-- Opening Marker --

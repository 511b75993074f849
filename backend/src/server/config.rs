//! HTTP server configuration object and helpers.

use std::io;
use std::net::SocketAddr;
use std::path::Path;

use actix_web::cookie::{Key, SameSite};
use tracing::warn;
use zeroize::Zeroize;

use guideforge::domain::ContentPolicy;
use guideforge::outbound::persistence::DbPool;
use guideforge::outbound::storage::UploadDirectory;

#[cfg(feature = "metrics")]
use actix_web_prom::PrometheusMetrics;

/// Shortest key file accepted for deriving the cookie key.
pub const SESSION_KEY_MIN_LEN: usize = 64;

/// Builder-style configuration for creating the HTTP server.
pub struct ServerConfig {
    pub(crate) key: Key,
    pub(crate) cookie_secure: bool,
    pub(crate) same_site: SameSite,
    pub(crate) bind_addr: SocketAddr,
    pub(crate) uploads: UploadDirectory,
    pub(crate) policy: ContentPolicy,
    pub(crate) db_pool: Option<DbPool>,
    #[cfg(feature = "metrics")]
    pub(crate) prometheus: Option<PrometheusMetrics>,
}

impl ServerConfig {
    /// Construct a server configuration using application preferences.
    #[must_use]
    pub fn new(
        key: Key,
        cookie_secure: bool,
        bind_addr: SocketAddr,
        uploads: UploadDirectory,
    ) -> Self {
        Self {
            key,
            cookie_secure,
            same_site: SameSite::Lax,
            bind_addr,
            uploads,
            policy: ContentPolicy::default(),
            db_pool: None,
            #[cfg(feature = "metrics")]
            prometheus: None,
        }
    }

    /// Attach a database connection pool.
    ///
    /// With a pool every repository is Diesel-backed; without one the
    /// server keeps its data in process memory.
    #[must_use]
    pub fn with_db_pool(mut self, pool: DbPool) -> Self {
        self.db_pool = Some(pool);
        self
    }

    /// Replace the default content limits.
    #[must_use]
    pub fn with_policy(mut self, policy: ContentPolicy) -> Self {
        self.policy = policy;
        self
    }

    #[cfg(feature = "metrics")]
    /// Attach Prometheus middleware to the configuration.
    #[must_use]
    pub fn with_metrics(mut self, prometheus: Option<PrometheusMetrics>) -> Self {
        self.prometheus = prometheus;
        self
    }
}

/// Derive the cookie key from `path`, zeroising the raw bytes afterwards.
///
/// When the file is unreadable or too short, debug builds and
/// `allow_ephemeral` fall back to a random per-process key; otherwise start
/// up fails.
///
/// # Errors
/// Returns an [`io::Error`] when no usable key is available.
pub fn load_session_key(path: &Path, allow_ephemeral: bool) -> io::Result<Key> {
    let fallback_allowed = cfg!(debug_assertions) || allow_ephemeral;
    let problem = match std::fs::read(path) {
        Ok(mut bytes) => {
            let length = bytes.len();
            if length >= SESSION_KEY_MIN_LEN {
                let key = Key::derive_from(&bytes);
                bytes.zeroize();
                return Ok(key);
            }
            bytes.zeroize();
            format!("session key is {length} bytes; at least {SESSION_KEY_MIN_LEN} required")
        }
        Err(error) => format!("failed to read session key: {error}"),
    };

    if fallback_allowed {
        warn!(
            path = %path.display(),
            reason = %problem,
            "using temporary session key (dev only)"
        );
        Ok(Key::generate())
    } else {
        Err(io::Error::other(format!("{}: {problem}", path.display())))
    }
}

-- Closing Marker --

- **Exercise**: Only the lines from the first line of the material above through the line that contains "use guideforge::domain::ContentPolicy;" should be quoted, each one exactly.

- **Task solution**:
repository 511b75993074f849
filename backend/src/server/config.rs
//! HTTP server configuration object and helpers.

use std::io;
use std::net::SocketAddr;
use std::path::Path;

use actix_web::cookie::{Key, SameSite};
use tracing::warn;
use zeroize::Zeroize;

use guideforge::domain::ContentPolicy;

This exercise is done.